Quindi alla fine otteniamo la risposta, il risultato, o quello che avevamo bisogno per decidere. 
E tutto questo avviene in pochi istanti. In altri termini è questo il segreto della famigerata digitalizzazione: è tutto alla portata di mano, istantaneo e digitabile.
 
Migliora ciò che puoi misurare: che cosa significa essere un’impresa data-driven
Ma cosa c’entra tutto questo col fare impresa? E come si applica in azienda?
Domanda intelligente: se la teoria non trova applicazione pratica non serve a molto. Abbiamo spiegato il processo che porta oggi a considerare i dati e la loro archiviazione di vitale importanza. Abbiamo capito che questo dipende dal fatto che gli evoluti algoritmi sono come cervelli matematico-statistici che muovono i software e producono risposte ai nostri bisogni in modo migliore se esistono sufficienti basi di dati (data base). Quindi è logico che le scelte aziendali, anche le più banali, un tempo guidate dall’esperienza, oggi abbiano solo bisogno di sufficienti data-base per rispondere efficacemente alla complessità del business moderno.
È sotto gli occhi di tutti: oggi non basta più essere bravi a produrre vino, bisogna produrre qualcosa che risponda alle esigenze di qualcuno (i clienti), bisogna farlo consumando meno risorse (costi), scegliendo la strada più veloce (tempi). Ed è così che la tecnologia, attraverso la digitalizzazione, l’automazione e l’intelligenza artificiale si affianca all’imprenditore per facilitarlo, per assisterlo e aiutarlo.
Dietro a una criticità in azienda c’è un’opportunità. La chiave di successo è fare la scelta giusta.
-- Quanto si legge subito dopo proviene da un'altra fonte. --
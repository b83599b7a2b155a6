#![allow(dead_code)]

use std::time::Duration;

use chrono::{DateTime, Utc};
use fetchbox::config::ClientConfig;
use fetchbox::{FetchClient, FetchClientBuilder, NotSet};
use fetchbox_core::DefaultExtractor;
use fetchbox_test::{ManualClock, MockBackend, MockTransport};

pub fn epoch() -> DateTime<Utc> {
    DateTime::from_timestamp(1_700_000_000, 0).unwrap()
}

pub fn secs(secs: u64) -> Duration {
    Duration::from_secs(secs)
}

pub struct Harness {
    pub backend: MockBackend,
    pub transport: MockTransport,
    pub clock: ManualClock,
}

impl Harness {
    pub fn new(transport: MockTransport) -> Self {
        Self {
            backend: MockBackend::new(),
            transport,
            clock: ManualClock::new(epoch()),
        }
    }

    pub fn builder(
        &self,
    ) -> FetchClientBuilder<MockBackend, MockTransport, DefaultExtractor> {
        FetchClientBuilder::<NotSet, NotSet, DefaultExtractor>::new()
            .backend(self.backend.clone())
            .transport(self.transport.clone())
            .clock(self.clock.clone())
    }

    pub fn client(&self) -> FetchClient<MockBackend, MockTransport> {
        self.builder().build()
    }

    pub fn client_with(&self, config: ClientConfig) -> FetchClient<MockBackend, MockTransport> {
        self.builder().config(config).build()
    }
}
//! Caller extension points.
//!
//! Implement [`Hooks`] to adjust keys, requests and responses. Every method
//! has a default, so implementations override only what they need:
//!
//! ```
//! use async_trait::async_trait;
//! use fetchbox::hooks::Hooks;
//! use fetchbox_core::{HookError, Request};
//! use http::{HeaderValue, header::AUTHORIZATION};
//!
//! struct Auth(HeaderValue);
//!
//! #[async_trait]
//! impl Hooks for Auth {
//!     async fn on_request(&self, request: &mut Request) -> Result<(), HookError> {
//!         request.headers_mut().insert(AUTHORIZATION, self.0.clone());
//!         Ok(())
//!     }
//! }
//! ```
//!
//! Hooks run in this order: [`cache_key`](Hooks::cache_key), then (for the
//! caller that owns the network call) [`on_request`](Hooks::on_request),
//! [`on_response`](Hooks::on_response) and, on failure,
//! [`on_error`](Hooks::on_error). A failing `on_request` or `on_response`
//! ends the call with [`FetchError::Hook`] for the owner and all waiters,
//! without stale fallback and without `on_error`.

use std::fmt;
use std::sync::Arc;

use async_trait::async_trait;
use fetchbox_core::{CacheKey, FetchError, HookError, Request, Response};
use tracing::{Instrument, debug_span};

/// Caller-supplied hooks around a cached fetch.
#[async_trait]
pub trait Hooks: Send + Sync {
    /// Overrides the computed cache key. The returned string is used verbatim.
    async fn cache_key(&self, _request: &Request) -> Option<String> {
        None
    }

    /// Runs before the transport call. Only headers and the cancellation
    /// signal are meant to be changed here.
    async fn on_request(&self, _request: &mut Request) -> Result<(), HookError> {
        Ok(())
    }

    /// Runs on every response the transport produced, before its status is
    /// classified.
    async fn on_response(
        &self,
        _request: &Request,
        response: Response,
    ) -> Result<Response, HookError> {
        Ok(response)
    }

    /// Observes a failed call before stale fallback is attempted.
    async fn on_error(&self, _request: &Request, _error: &FetchError) {}
}

/// Hooks that do nothing.
#[derive(Debug, Clone, Copy, Default)]
pub struct NoopHooks;

impl Hooks for NoopHooks {}

/// Runs [`Hooks`] inside tracing spans and maps their results.
#[derive(Clone)]
pub struct HookDispatcher {
    hooks: Arc<dyn Hooks>,
}

impl fmt::Debug for HookDispatcher {
    fn fmt(&self, f: &mut fmt::Formatter<'_>) -> fmt::Result {
        f.debug_struct("HookDispatcher").finish_non_exhaustive()
    }
}

impl Default for HookDispatcher {
    fn default() -> Self {
        Self::new(Arc::new(NoopHooks))
    }
}

impl HookDispatcher {
    /// Wraps `hooks`.
    pub fn new(hooks: Arc<dyn Hooks>) -> Self {
        HookDispatcher { hooks }
    }

    /// Returns the key override, if any.
    pub async fn cache_key(&self, request: &Request) -> Option<CacheKey> {
        self.hooks
            .cache_key(request)
            .instrument(debug_span!("fetchbox.hook", hook = "cache_key"))
            .await
            .map(CacheKey::raw)
    }

    /// Runs the pre-request hook.
    pub async fn on_request(&self, request: &mut Request) -> Result<(), FetchError> {
        self.hooks
            .on_request(request)
            .instrument(debug_span!("fetchbox.hook", hook = "on_request"))
            .await
            .map_err(FetchError::from)
    }

    /// Runs the post-response hook.
    pub async fn on_response(
        &self,
        request: &Request,
        response: Response,
    ) -> Result<Response, FetchError> {
        self.hooks
            .on_response(request, response)
            .instrument(debug_span!("fetchbox.hook", hook = "on_response"))
            .await
            .map_err(FetchError::from)
    }

    /// Runs the error hook.
    pub async fn on_error(&self, request: &Request, error: &FetchError) {
        self.hooks
            .on_error(request, error)
            .instrument(debug_span!("fetchbox.hook", hook = "on_error", error = error.kind()))
            .await
    }
}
Non la scelta approssimativa, lenta che diventa inevitabilmente sbagliata.
 
Per un’attività d’impresa data-driven sono quindi necessari:un software gestionale “integrato” in grado di rispondere alle esigenze gestionali, capace di registrare le informazioni aziendali cruciali (contabilità, acquisti, produzione, commerciale, …);
sistemi di collegamento alla rete veloci;
sistemi di archiviazione dati (server o cloud);
software di business intelligence per estrarre e rielaborare velocemente e sistematicamente le informazioni necessarie a compiere scelte gestionali importanti.